Mr. Singleton is paralyzed from the waist down, the result of a spinal cord injury from a 1977 car crash. Although he must use a wheelchair for mobility, that hasn't stopped him from becoming an accomplished power-lifter who recently earned a spot on the U.S. Paralympic Wheelchair Sports Team.

The muscular 38-year-old from Columbia will compete this summer alongside able-bodied Olympians. The Paralympics is a festival for disabled athletes that is being held in conjunction with the Olympics in Barcelona, Spain.

"When you hear about disabled people, all you hear about is them being locked in the house collecting Social Security checks," he said. "I'm happy, of course, but really I'm just doing something to keep from getting bored."

Mr. Singleton is seldom bored.

In addition to weight training three days a week -- likely to increase as the Olympics draw near -- he plays wheelchair basketball, trains for wheelchair road races and is a full-time student at Bowie State College.

And last year, he earned a first-degee black belt in martial arts.

"I earned every bit of that belt right here from this chair," he said. "I started taking lessons while in this chair and that's where I got the black belt from. It can be done if you work hard enough, and I did."

As proof of his martial arts prowess, Mr. Singleton challenged an observer to approach him behind. Within seconds, Mr. Singleton subdued the man. He said he could have used several methods to ward off an attack.

"It doesn't matter how you come at me and it doesn't matter that I'm in this chair, because you can learn to do this if you want to," he said.

He regards as his greatest accomplishment making the Paralympic Wheelchair Sports Team, especially considering that he's been weight lifting for only two years.

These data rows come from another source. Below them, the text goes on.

use chrono::Utc;
use derive_new::new;
use shared::error::AppResult;
use std::sync::Arc;

use crate::{
    model::{calendar::render_room_feed, room::RoomType},
    repository::reservation::ReservationRepository,
};

/// Serves our own reservations back out as an iCal feed per room type.
#[derive(Clone, new)]
pub struct CalendarPublisher {
    reservations: Arc<dyn ReservationRepository>,
}

impl CalendarPublisher {
    pub async fn publish(&self, room: &RoomType) -> AppResult<String> {
        let reservations = self.reservations.find_all().await?;
        Ok(render_room_feed(room, &reservations, Utc::now()))
    }
}
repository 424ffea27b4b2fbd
pub mod extractor;
pub mod handler;
pub mod model;
pub mod route;
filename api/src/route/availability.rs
use axum::{routing::get, Router};
use registry::AppRegistry;

use crate::handler::availability::{show_availability, stream_availability};

pub fn build_availability_routers() -> Router<AppRegistry> {
    let routers = Router::new()
        .route("/", get(show_availability))
        .route("/:room/events", get(stream_availability));

    Router::new().nest("/availability", routers)
}
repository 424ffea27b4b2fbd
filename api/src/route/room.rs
use axum::{routing::get, Router};
use registry::AppRegistry;

use crate::handler::room::show_room_list;

pub fn build_room_routers() -> Router<AppRegistry> {
    Router::new().route("/rooms", get(show_room_list))
}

"I'm proud because this is something that I never, ever thought would happen to me," he said. "Even when I started lifting, I never thought this would be the result. Before I knew it, I was kicking butt."

Mr. Singleton was in the military service when the auto accident left him with a broken back. Weight lifting, he discovered, was a way to counter the years of "being in and out of the hospital."

"I was always getting sick and I had a lot of surgery," he said. "When I started lifting, I didn't want to be like those bodybuilders with the big egos. I was just doing it for health."

He noticed that soon after he began lifting, his strength increased greatly, so he entered several competitions, including last year's National Veteran's Games and the Victory Games, where he won gold medals.

Patricia Long, operations manager for the National Wheelchair Athletic Association, which worked with the Olympic Committee in selecting the Paralympic athletes, said Mr. Singleton had been impressive at the trials in Alabama.

"We're looking forward to seeing some real good results from him in Barcelona," Ms. Long said.

Mr. Singleton trains at the Supreme Court in Columbia under the guidance of trainer David Hindle. At a qualifying meet in Birmingham, Ala., in late March, Mr. Singleton bench-pressed 187 1/2 pounds in the 114-pound weight class.

"I knew he had the strength to make the team. The long shot was getting his weight down" below the 114-pound limit, Mr. Hindle said. "His form was pretty off, and we had to work with that."

However, both Mr. Hindle and Mr. Singleton feel that 187 1/2 pounds won't be enough to win a medal at the Paralympics in Spain. He hopes to lift well over 200 pounds by the summer.

And even if he doesn't win this year, he plans to try again at the 1996 Olympics.

"Here I am representing the U.S.A. in the Olympics," he said. "If I haven't done anything else positive in my life, I've represented my country -- both in the service and now in the Olympics."